Interplast began to grow and systematize operations. However, it remained primarily a grassroots effort of volunteer, with just a few paid staff. Volunteer teams of medical professionals began to make regular trips to Mexico and Honduras, providing care for local patients who lacked the means to pay for reconstructive surgery. The teams then began to provide guest lectures at local medical schools and hospitals and working alongside locals in the operating rooms.
Interplast, its volunteers and its work, were highlighted in several national television programs. Diane Sawyer of 60 Minutes joined Interplast volunteers on a trip to Ecuador and founder Dr. Donald Laub received an award from President Ronald Reagan for his work with Interplast. With continued growth, by the end of the 1980s, Interplast was working in nine countries.
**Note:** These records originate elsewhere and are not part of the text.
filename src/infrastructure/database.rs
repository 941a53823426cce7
use std::str::FromStr;

use anyhow::Context;
use sqlx::sqlite::{SqliteConnectOptions, SqliteJournalMode, SqlitePool, SqlitePoolOptions};
use tracing::info;

pub type DatabasePool = SqlitePool;

const MAX_CONNECTIONS: u32 = 8;

#[derive(Clone)]
pub struct Database {
    pool: DatabasePool,
}

impl Database {
    /// Open (creating if needed) the SQLite database at `url` and apply migrations.
    ///
    /// In-memory URLs get a single long-lived connection; every new connection
    /// to `:memory:` would otherwise see its own empty database.
    pub async fn connect(url: &str) -> anyhow::Result<Self> {
        let in_memory = url.contains(":memory:");

        let mut options = SqliteConnectOptions::from_str(url)
            .with_context(|| format!("invalid database URL: {url}"))?
            .create_if_missing(true)
            .foreign_keys(true);
        if !in_memory {
            options = options.journal_mode(SqliteJournalMode::Wal);
        }

        let pool_options = if in_memory {
            SqlitePoolOptions::new()
                .max_connections(1)
                .idle_timeout(None)
                .max_lifetime(None)
        } else {
            SqlitePoolOptions::new().max_connections(MAX_CONNECTIONS)
        };

        let pool = pool_options
            .connect_with(options)
            .await
            .context("failed to open database")?;

        sqlx::migrate!("./migrations")
            .run(&pool)
            .await
            .context("failed to run database migrations")?;

        info!(in_memory, "database ready");

        Ok(Self { pool })
    }

    pub fn pool(&self) -> &DatabasePool {
        &self.pool
    }

    pub fn clone_pool(&self) -> DatabasePool {
        self.pool.clone()
    }
}
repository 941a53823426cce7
pub mod application;
pub mod domain;
pub mod infrastructure;
pub mod presentation;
Interplast sent its first team to Vietnam, beginning its work there before the US re-establishes diplomatic relations with the country after the end of the Vietnam conflict. Continuing the evolution, shifting from a primarily founder- and volunteer-run organization to a professionally managed nonprofit, Dr. Laub organized the non-profit organization with staff in Palo Alto officer to oversee delivery of medical and training services.
Interplast was now delivering more than just surgical care for cleft lips and palates by partnering with local professionals in the countries it served, empowering them and creating a more sustainable model of care. Later in the decade, because of the very high incidence of burns in these countries, burn reconstruction became another foundation of care.
US medical professionals continue to travel overseas to train local surgeons by working alongside them in treating patients.
Interplast changed its name to ReSurge to distinguish itself from the less-formal Interplast “chapters” founded around the world by Interplast alumni and supporters. ReSurge performed its 100,000th surgery in 2000 and the organization introduced the ReSurge Global Training Program (RGTP), developing curricula in surgery, anesthesia, and nursing, while recruiting distinguished faculty from US medical schools to deliver training in the countries served. ReSurge also began advocating to policymakers and stakeholders to increase its impact and the political priority on the neglected global health issues of global surgery and burn injuries.
Read more about ReSurge history here.
During Dr. Laub’s storied career, he completed 159 surgical trips and performed 1,500 cleft lip and palate surgeries. Through ReSurge, however, his legacy extends far beyond the patients he touched personally, to include the more than 140,000 patients whose lives the organization transformed through reconstructive surgery, and the hundreds of medical professionals ReSurge trains each year. In 2013, he received the Surgical Humanitarian Award from the American College of Surgeons in recognition of his lifetime of service providing surgical care to the underserved in developing countries.
In addition to his work providing surgical care to the underserved in developing countries, Dr. Laub personally trained and mentored more than 50 plastic surgeons throughout his career. He was also at the forefront of gender affirmation surgery for transgender people, and through his work became a passionate advocate for the rights of transgender people.
Dr. Laub holds a bachelor’s degree from Marquette University and an M.D. from the Marquette University School of Medicine. He interned at Yale School of Medicine before completing his residency at Stanford.